[Dataset excerpts]
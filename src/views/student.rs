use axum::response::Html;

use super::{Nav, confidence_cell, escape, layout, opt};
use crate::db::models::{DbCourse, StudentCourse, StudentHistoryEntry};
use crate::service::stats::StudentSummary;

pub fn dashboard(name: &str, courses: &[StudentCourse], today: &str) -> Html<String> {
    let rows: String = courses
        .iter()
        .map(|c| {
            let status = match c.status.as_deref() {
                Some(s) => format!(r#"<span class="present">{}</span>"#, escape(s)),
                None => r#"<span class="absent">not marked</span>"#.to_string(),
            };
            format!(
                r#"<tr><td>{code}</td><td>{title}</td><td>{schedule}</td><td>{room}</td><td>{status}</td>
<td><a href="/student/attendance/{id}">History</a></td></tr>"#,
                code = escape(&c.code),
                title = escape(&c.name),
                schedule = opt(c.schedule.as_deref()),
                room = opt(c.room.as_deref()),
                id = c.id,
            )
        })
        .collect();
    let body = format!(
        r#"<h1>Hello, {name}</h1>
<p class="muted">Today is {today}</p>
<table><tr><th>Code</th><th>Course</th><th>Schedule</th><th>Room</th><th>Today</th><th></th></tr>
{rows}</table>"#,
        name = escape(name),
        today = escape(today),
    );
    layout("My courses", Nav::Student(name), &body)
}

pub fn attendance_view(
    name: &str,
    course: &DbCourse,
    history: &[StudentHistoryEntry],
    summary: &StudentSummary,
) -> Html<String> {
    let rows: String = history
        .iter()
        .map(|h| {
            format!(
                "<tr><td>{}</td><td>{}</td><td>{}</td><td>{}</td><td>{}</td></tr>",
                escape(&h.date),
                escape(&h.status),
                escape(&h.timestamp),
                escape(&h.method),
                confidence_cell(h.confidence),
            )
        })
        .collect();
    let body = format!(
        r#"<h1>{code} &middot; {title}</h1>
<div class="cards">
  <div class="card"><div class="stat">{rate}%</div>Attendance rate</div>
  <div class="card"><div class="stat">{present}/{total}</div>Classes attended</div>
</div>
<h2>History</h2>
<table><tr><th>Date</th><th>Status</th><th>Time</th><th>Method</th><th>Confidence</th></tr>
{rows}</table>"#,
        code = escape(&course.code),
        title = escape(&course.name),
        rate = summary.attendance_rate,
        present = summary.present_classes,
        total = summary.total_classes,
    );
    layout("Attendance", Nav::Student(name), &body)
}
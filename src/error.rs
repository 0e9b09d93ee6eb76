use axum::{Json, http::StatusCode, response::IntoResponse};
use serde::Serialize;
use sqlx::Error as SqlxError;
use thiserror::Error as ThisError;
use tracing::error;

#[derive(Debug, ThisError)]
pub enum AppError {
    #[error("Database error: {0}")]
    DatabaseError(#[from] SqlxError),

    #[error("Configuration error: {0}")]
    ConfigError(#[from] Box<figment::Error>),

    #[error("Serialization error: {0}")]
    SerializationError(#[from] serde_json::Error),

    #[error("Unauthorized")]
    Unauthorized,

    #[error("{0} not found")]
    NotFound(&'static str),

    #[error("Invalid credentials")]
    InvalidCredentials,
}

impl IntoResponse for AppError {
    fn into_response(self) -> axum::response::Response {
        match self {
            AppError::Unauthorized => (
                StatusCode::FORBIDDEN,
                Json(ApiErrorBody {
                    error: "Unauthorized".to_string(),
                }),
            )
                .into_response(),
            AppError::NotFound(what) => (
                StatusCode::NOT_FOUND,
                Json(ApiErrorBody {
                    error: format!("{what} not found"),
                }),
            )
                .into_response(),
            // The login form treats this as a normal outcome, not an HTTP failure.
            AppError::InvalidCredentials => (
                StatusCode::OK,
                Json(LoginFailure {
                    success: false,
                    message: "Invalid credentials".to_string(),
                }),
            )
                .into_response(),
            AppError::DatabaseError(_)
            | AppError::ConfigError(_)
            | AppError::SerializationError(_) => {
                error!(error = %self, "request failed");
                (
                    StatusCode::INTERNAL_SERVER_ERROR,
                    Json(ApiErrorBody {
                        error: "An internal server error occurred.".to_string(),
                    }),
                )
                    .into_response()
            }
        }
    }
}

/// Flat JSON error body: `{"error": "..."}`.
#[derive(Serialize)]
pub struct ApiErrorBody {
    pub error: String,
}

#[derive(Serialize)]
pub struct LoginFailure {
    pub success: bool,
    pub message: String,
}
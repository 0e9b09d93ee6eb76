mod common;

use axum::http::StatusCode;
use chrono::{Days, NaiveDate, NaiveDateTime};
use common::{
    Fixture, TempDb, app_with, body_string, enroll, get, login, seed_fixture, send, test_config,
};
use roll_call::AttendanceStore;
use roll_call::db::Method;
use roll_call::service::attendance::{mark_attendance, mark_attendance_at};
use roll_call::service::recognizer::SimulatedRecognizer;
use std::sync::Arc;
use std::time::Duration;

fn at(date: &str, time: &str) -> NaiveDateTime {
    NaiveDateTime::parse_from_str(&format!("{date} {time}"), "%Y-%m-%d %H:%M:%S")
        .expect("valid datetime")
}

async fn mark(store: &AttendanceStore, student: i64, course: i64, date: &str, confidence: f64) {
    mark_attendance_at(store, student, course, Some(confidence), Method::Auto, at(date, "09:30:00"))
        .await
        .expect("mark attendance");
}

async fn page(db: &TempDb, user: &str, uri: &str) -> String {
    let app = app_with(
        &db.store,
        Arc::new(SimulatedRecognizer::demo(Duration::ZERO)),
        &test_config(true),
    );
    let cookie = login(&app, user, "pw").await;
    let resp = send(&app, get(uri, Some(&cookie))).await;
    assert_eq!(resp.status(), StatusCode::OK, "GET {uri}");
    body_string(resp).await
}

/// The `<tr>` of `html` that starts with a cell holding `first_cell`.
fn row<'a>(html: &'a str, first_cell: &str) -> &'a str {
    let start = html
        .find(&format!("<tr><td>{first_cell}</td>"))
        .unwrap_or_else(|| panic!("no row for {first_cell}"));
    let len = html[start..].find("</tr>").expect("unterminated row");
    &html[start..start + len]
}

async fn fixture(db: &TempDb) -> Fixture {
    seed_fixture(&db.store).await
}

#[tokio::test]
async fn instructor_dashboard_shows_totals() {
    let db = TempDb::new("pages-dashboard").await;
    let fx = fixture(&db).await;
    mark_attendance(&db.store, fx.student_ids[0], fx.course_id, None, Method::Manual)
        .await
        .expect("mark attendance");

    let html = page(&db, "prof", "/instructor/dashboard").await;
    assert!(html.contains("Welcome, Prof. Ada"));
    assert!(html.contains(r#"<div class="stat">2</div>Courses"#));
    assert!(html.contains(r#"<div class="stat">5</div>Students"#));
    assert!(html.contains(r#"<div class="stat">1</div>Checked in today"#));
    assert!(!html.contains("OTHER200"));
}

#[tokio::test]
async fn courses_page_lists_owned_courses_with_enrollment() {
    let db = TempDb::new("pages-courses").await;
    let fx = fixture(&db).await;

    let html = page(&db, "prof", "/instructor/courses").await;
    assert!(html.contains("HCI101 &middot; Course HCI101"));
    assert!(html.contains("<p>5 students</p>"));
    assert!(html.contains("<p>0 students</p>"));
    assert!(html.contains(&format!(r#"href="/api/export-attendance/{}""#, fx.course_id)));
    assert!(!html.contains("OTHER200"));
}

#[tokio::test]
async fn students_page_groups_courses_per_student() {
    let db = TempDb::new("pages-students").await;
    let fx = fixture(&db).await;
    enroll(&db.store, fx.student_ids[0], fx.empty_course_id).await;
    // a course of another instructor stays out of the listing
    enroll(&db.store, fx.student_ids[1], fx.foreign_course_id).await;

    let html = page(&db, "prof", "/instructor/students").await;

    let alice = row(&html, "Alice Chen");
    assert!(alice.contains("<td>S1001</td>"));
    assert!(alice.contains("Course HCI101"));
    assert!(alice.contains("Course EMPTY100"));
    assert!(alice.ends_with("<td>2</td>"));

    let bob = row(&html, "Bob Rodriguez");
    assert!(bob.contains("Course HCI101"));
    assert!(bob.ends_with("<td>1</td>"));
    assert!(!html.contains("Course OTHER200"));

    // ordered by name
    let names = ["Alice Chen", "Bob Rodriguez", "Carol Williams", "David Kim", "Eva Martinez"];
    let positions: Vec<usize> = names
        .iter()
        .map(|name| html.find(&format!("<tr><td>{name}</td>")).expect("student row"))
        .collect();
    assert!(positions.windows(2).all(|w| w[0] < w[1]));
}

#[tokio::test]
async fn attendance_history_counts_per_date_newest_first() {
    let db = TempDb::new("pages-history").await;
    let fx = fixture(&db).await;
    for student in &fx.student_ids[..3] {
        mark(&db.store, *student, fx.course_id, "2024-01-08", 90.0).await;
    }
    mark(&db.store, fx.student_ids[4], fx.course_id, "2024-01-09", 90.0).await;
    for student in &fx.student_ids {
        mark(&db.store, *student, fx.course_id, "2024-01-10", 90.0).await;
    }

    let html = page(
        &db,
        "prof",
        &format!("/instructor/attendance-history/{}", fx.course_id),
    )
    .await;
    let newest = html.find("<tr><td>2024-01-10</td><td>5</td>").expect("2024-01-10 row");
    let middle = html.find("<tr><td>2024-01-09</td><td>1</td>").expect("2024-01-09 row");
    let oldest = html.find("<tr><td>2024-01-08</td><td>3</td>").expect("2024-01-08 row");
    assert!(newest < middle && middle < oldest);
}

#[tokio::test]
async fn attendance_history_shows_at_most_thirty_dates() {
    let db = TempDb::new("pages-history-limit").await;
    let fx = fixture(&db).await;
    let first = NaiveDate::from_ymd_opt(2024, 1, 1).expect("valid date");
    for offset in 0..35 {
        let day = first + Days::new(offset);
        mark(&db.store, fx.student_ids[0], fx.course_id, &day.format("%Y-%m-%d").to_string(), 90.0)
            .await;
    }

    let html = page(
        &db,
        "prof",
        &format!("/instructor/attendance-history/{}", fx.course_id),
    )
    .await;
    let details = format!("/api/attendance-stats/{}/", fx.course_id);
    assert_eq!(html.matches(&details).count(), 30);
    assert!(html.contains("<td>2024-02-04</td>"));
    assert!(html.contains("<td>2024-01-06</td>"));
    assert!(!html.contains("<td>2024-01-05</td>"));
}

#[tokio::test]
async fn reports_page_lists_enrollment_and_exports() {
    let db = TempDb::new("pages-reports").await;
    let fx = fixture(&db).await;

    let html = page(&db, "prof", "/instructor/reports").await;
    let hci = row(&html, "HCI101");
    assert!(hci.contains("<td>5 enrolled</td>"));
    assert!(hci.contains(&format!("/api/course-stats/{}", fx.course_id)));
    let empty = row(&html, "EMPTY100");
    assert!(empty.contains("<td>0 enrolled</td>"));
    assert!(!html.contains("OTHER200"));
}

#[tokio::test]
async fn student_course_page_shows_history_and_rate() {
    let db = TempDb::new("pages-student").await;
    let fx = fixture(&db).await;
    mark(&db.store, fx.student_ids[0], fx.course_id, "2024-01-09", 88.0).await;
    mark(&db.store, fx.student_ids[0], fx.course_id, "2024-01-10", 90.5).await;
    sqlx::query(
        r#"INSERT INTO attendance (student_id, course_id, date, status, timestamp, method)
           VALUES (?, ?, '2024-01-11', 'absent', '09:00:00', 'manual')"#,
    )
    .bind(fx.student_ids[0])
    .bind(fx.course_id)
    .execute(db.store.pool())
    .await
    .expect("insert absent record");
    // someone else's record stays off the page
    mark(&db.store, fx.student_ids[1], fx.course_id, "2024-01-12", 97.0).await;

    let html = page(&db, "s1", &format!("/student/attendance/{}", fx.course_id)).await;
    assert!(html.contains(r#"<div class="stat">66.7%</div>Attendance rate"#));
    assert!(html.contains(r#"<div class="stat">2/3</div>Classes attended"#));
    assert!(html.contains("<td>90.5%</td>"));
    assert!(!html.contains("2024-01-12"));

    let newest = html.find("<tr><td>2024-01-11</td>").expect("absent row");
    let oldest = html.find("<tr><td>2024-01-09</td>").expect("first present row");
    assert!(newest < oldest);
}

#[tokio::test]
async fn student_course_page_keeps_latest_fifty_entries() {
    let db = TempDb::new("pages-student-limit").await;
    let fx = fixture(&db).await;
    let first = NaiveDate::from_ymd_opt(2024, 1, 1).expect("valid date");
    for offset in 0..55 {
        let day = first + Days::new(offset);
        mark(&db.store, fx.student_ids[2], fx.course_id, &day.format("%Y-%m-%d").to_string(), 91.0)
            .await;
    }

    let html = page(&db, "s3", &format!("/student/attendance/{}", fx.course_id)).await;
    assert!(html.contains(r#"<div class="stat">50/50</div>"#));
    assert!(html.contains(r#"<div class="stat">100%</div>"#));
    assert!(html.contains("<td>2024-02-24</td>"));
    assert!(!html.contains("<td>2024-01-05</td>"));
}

...

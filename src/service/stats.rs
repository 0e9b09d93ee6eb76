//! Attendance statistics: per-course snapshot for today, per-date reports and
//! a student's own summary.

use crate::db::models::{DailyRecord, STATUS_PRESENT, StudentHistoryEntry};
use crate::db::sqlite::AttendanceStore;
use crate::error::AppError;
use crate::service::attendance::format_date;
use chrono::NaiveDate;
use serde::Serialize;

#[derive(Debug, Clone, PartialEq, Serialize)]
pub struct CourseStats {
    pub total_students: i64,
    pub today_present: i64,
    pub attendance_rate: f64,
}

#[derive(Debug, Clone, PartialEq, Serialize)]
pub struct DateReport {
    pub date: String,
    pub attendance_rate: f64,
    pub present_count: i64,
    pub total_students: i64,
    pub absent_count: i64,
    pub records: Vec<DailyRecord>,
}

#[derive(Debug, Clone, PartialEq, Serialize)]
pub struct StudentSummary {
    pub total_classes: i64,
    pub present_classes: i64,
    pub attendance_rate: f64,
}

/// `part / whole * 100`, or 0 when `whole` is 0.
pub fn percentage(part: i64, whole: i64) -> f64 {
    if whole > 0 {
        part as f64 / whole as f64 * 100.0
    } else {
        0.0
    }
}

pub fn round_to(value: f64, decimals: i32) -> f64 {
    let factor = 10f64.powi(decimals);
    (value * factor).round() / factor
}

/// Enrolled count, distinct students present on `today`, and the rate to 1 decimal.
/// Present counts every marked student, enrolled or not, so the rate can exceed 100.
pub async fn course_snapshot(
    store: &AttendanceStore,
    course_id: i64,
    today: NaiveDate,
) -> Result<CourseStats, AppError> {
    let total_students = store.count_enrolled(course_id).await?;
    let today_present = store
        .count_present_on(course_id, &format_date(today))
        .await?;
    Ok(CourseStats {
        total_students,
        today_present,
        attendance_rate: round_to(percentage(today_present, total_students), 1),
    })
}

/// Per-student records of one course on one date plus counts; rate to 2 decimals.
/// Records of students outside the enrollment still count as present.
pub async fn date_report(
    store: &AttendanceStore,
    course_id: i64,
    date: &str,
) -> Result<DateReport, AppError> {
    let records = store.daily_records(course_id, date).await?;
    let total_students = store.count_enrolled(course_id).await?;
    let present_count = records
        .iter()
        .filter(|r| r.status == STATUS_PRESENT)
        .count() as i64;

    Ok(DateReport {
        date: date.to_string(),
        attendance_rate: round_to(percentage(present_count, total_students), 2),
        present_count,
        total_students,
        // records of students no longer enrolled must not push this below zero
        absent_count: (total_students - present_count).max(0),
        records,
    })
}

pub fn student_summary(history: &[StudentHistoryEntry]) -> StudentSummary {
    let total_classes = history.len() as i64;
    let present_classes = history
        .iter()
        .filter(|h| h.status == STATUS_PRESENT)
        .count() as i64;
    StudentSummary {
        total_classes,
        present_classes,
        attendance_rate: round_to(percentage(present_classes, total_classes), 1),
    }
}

...

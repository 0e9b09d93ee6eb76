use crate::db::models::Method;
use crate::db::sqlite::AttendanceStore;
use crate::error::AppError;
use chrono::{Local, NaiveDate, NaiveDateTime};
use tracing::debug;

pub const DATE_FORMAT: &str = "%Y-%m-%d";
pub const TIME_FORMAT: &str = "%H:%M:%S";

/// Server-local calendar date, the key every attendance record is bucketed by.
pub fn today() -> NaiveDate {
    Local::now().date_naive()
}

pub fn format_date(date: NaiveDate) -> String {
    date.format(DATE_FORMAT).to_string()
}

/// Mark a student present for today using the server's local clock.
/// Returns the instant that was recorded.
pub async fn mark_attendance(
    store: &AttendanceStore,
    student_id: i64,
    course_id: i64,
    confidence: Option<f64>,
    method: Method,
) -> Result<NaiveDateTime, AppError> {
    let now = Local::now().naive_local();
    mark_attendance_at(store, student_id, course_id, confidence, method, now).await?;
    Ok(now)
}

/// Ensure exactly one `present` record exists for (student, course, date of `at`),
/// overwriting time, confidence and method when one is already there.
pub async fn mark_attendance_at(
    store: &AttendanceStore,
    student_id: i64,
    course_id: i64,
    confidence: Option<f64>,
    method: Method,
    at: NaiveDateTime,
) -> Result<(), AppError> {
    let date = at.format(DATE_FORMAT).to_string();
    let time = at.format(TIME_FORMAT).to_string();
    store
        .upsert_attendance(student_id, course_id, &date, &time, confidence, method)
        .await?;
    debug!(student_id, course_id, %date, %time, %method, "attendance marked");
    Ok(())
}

■ **Task prompt**
Report only how many lines in the entries contain "NotFound".

■ **Task answer**
2